OpenMM provides several [Custom Force](http://docs.openmm.org/latest/userguide/theory/03_custom_forces.html) classes. These classes provide great flexibility by allowing the user to specify arbitrary algebraic expressions. In this example, we will apply a custom non-bonded force and a custom external force to a toy system consisting of Lennard-Jones particles

### Create Toy System
<a id="toysystem"></a>

We will use the OpenMM API to create a LJ system. Note that there are a variety of different test systems available in the OpenMM tools package: https://github.com/choderalab/openmmtools.
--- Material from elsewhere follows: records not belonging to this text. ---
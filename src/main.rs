use std::io::Write;
use std::path::PathBuf;
use std::process::ExitCode;
use std::time::Duration;

use anyhow::{Context, Result};
use clap::{Args, Parser, Subcommand};
use log::{LevelFilter, error, info, warn};

use docharvest::config::CrawlConfig;
use docharvest::download::{self, DownloadConfig};
use docharvest::frontier::session::CrawlSession;
use docharvest::renderer::ChromiumRenderer;
use docharvest::upload::{self, NotebookLmCli, UploadConfig};

#[derive(Parser)]
#[command(
    name = "docharvest",
    version,
    about = "Harvest documentation sites: crawl navigation, download pages, upload collections"
)]
struct Cli {
    /// Increase log verbosity (-v debug, -vv trace)
    #[arg(short, long, action = clap::ArgAction::Count, global = true)]
    verbose: u8,

    #[command(subcommand)]
    command: Command,
}

#[derive(Subcommand)]
enum Command {
    /// Crawl a documentation site's navigation and write the link list
    Crawl(CrawlArgs),
    /// Download a crawled link list as Markdown files
    Download(DownloadArgs),
    /// Upload Markdown files into quota-sized remote collections
    Upload(UploadArgs),
}

#[derive(Args)]
struct CrawlArgs {
    /// Seed URL, typically the documentation root
    url: String,

    /// Path for the structured link output
    #[arg(short, long, default_value = "sidebar_links.json")]
    output: PathBuf,

    /// Resume from the checkpoint left by an interrupted crawl
    #[arg(long)]
    resume: bool,

    /// Seconds to wait between page loads
    #[arg(long, default_value_t = 1)]
    delay: u64,

    /// Stop after this many pages even if URLs are still pending
    #[arg(long, default_value_t = 1000)]
    max_pages: u64,

    /// Session cookie as name=value, for gated docs
    #[arg(long)]
    cookie: Option<String>,

    /// Show the browser window instead of running headless
    #[arg(long)]
    headed: bool,

    /// Keep URL fragments; for sites that route pages via #fragment
    #[arg(long)]
    fragment_routing: bool,
}

#[derive(Args)]
struct DownloadArgs {
    /// Link list from the crawl stage (JSON or one URL per line)
    #[arg(short, long, default_value = "sidebar_links.json")]
    input: PathBuf,

    /// Directory for the Markdown files
    #[arg(short, long, default_value = "docs_markdown")]
    output: PathBuf,

    /// Seconds between fetch starts
    #[arg(long, default_value_t = 1)]
    delay: u64,

    /// How many fetches may run at once
    #[arg(long, default_value_t = 1)]
    concurrent: usize,

    /// Session cookie as name=value
    #[arg(long)]
    cookie: Option<String>,

    /// Only process the first N links
    #[arg(long)]
    max_files: Option<usize>,
}

#[derive(Args)]
struct UploadArgs {
    /// Directory of Markdown files to upload
    #[arg(short, long, default_value = "docs_markdown")]
    input: PathBuf,

    /// Base collection name; overflow batches get " (2)", " (3)", ...
    #[arg(short, long)]
    collection: String,

    /// Items per collection (service maximum 50)
    #[arg(long, default_value_t = upload::SERVICE_MAX_QUOTA)]
    quota: usize,

    /// File name filter inside the input directory
    #[arg(long, default_value = "*.md")]
    pattern: String,

    /// Seconds between item uploads
    #[arg(long, default_value_t = 1)]
    delay: u64,

    /// Skip the confirmation prompt
    #[arg(short = 'y', long)]
    yes: bool,
}

fn init_logging(verbose: u8) {
    let level = match verbose {
        0 => LevelFilter::Info,
        1 => LevelFilter::Debug,
        _ => LevelFilter::Trace,
    };
    env_logger::Builder::from_env(env_logger::Env::default())
        .filter_module("docharvest", level)
        .format_timestamp_secs()
        .init();
}

#[tokio::main]
async fn main() -> ExitCode {
    let cli = Cli::parse();
    init_logging(cli.verbose);

    let result = match cli.command {
        Command::Crawl(args) => run_crawl(args).await,
        Command::Download(args) => run_download(args).await,
        Command::Upload(args) => run_upload(args).await,
    };

    match result {
        Ok(code) => code,
        Err(e) => {
            error!("{e:#}");
            ExitCode::FAILURE
        }
    }
}

async fn run_crawl(args: CrawlArgs) -> Result<ExitCode> {
    let config = CrawlConfig::builder(&args.url)
        .output_path(&args.output)
        .resume(args.resume)
        .delay(Duration::from_secs(args.delay))
        .max_pages(args.max_pages)
        .headless(!args.headed)
        .cookie(args.cookie)
        .fragment_routing(args.fragment_routing)
        .build();

    let renderer = ChromiumRenderer::launch(&config)
        .await
        .context("launch browser")?;
    let session = CrawlSession::new(renderer, config);

    let outcome = session.run().await?;
    if outcome.reached_page_ceiling {
        warn!("stopped at the page ceiling; rerun with --resume and a higher --max-pages to continue");
    }
    info!(
        "crawl done: {} links from {} pages ({} pages failed)",
        outcome.discovered.len(),
        outcome.pages_processed,
        outcome.failed_pages.len()
    );
    session.into_renderer().shutdown().await?;
    Ok(ExitCode::SUCCESS)
}

async fn run_download(args: DownloadArgs) -> Result<ExitCode> {
    let config = DownloadConfig {
        input: args.input,
        output_dir: args.output,
        delay: Duration::from_secs(args.delay),
        concurrent: args.concurrent,
        cookie: args.cookie,
        max_files: args.max_files,
    };

    let report = download::run(&config).await?;
    info!(
        "download done: {} saved, {} skipped, {} failed",
        report.completed,
        report.skipped,
        report.failed.len()
    );
    if let Some(path) = &report.failure_list_path {
        warn!("failed URLs listed in {}", path.display());
        return Ok(ExitCode::FAILURE);
    }
    Ok(ExitCode::SUCCESS)
}

async fn run_upload(args: UploadArgs) -> Result<ExitCode> {
    let mut config = UploadConfig::new(args.input, args.collection);
    config.quota = args.quota;
    config.pattern = args.pattern;
    config.delay = Duration::from_secs(args.delay);

    let (files, batch_plan) = upload::plan_upload(&config)?;
    if batch_plan.is_empty() {
        warn!(
            "no files matching {:?} in {}",
            config.pattern,
            config.input_dir.display()
        );
        return Ok(ExitCode::SUCCESS);
    }

    println!(
        "{} files in {} batch(es) of up to {}:",
        files.len(),
        batch_plan.batches.len(),
        config.quota
    );
    for batch in &batch_plan.batches {
        println!("  {:24} {} items", batch.name, batch.items.len());
    }
    if !args.yes && !confirm("Proceed with upload?")? {
        println!("aborted");
        return Ok(ExitCode::FAILURE);
    }

    let sink = NotebookLmCli::new();
    let summary = upload::run(&sink, &config, &batch_plan).await?;
    if summary.fully_succeeded() {
        Ok(ExitCode::SUCCESS)
    } else {
        error!(
            "{} of {} items failed; see _failed_uploads.txt",
            summary.failed,
            summary.uploaded + summary.failed
        );
        Ok(ExitCode::FAILURE)
    }
}

fn confirm(prompt: &str) -> Result<bool> {
    print!("{prompt} [y/N] ");
    std::io::stdout().flush().context("flush stdout")?;
    let mut answer = String::new();
    std::io::stdin()
        .read_line(&mut answer)
        .context("read confirmation")?;
    Ok(matches!(answer.trim(), "y" | "Y" | "yes" | "YES"))
}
For our test system we will generate of 3D grid of 1000 Lennard Jones particles using parameters for Argon.

In [None]:
import openmm as mm
import openmm.app as app
import openmm.unit as unit
import numpy as np
import itertools
from sys import stdout

# Number of atoms
N=1000

# Box length
L=5.0*unit.nanometer

# Lennard-Jones parameters
# Use values for Argon from openmm-tools test systems.
sigma = 3.4 * unit.angstrom
epsilon = 0.238 * unit.kilocalories_per_mole

# Make an empty topology
topology = app.Topology()

# Add a single chain
chain = topology.addChain()

# Add atoms to the topology
for i in range(N):
    residue = topology.addResidue(name='Ar', chain=chain)
    atom = topology.addAtom(name='Ar', element=app.element.get_by_symbol('Ar'), residue=residue)

topology.setPeriodicBoxVectors(np.eye(3)*L)

# Check the topology
print(topology)

# Generate positions on a grid
M=int(np.cbrt(N))
dx = L._value/M
print(dx)
x = np.linspace(0,L._value-dx,int(np.cbrt(N)))
positions = np.array(list(itertools.product(x,x,x)))*unit.nanometers

# Create the system and add the particles to it
system = mm.System()
system.setDefaultPeriodicBoxVectors(*topology.getPeriodicBoxVectors())
for atom in topology.atoms():
    system.addParticle(atom.element.mass)

# Output the topology and positions to a PDB file
with open('topology_lj.pdb', 'w') as f:
    app.PDBFile.writeFile(topology, positions, f)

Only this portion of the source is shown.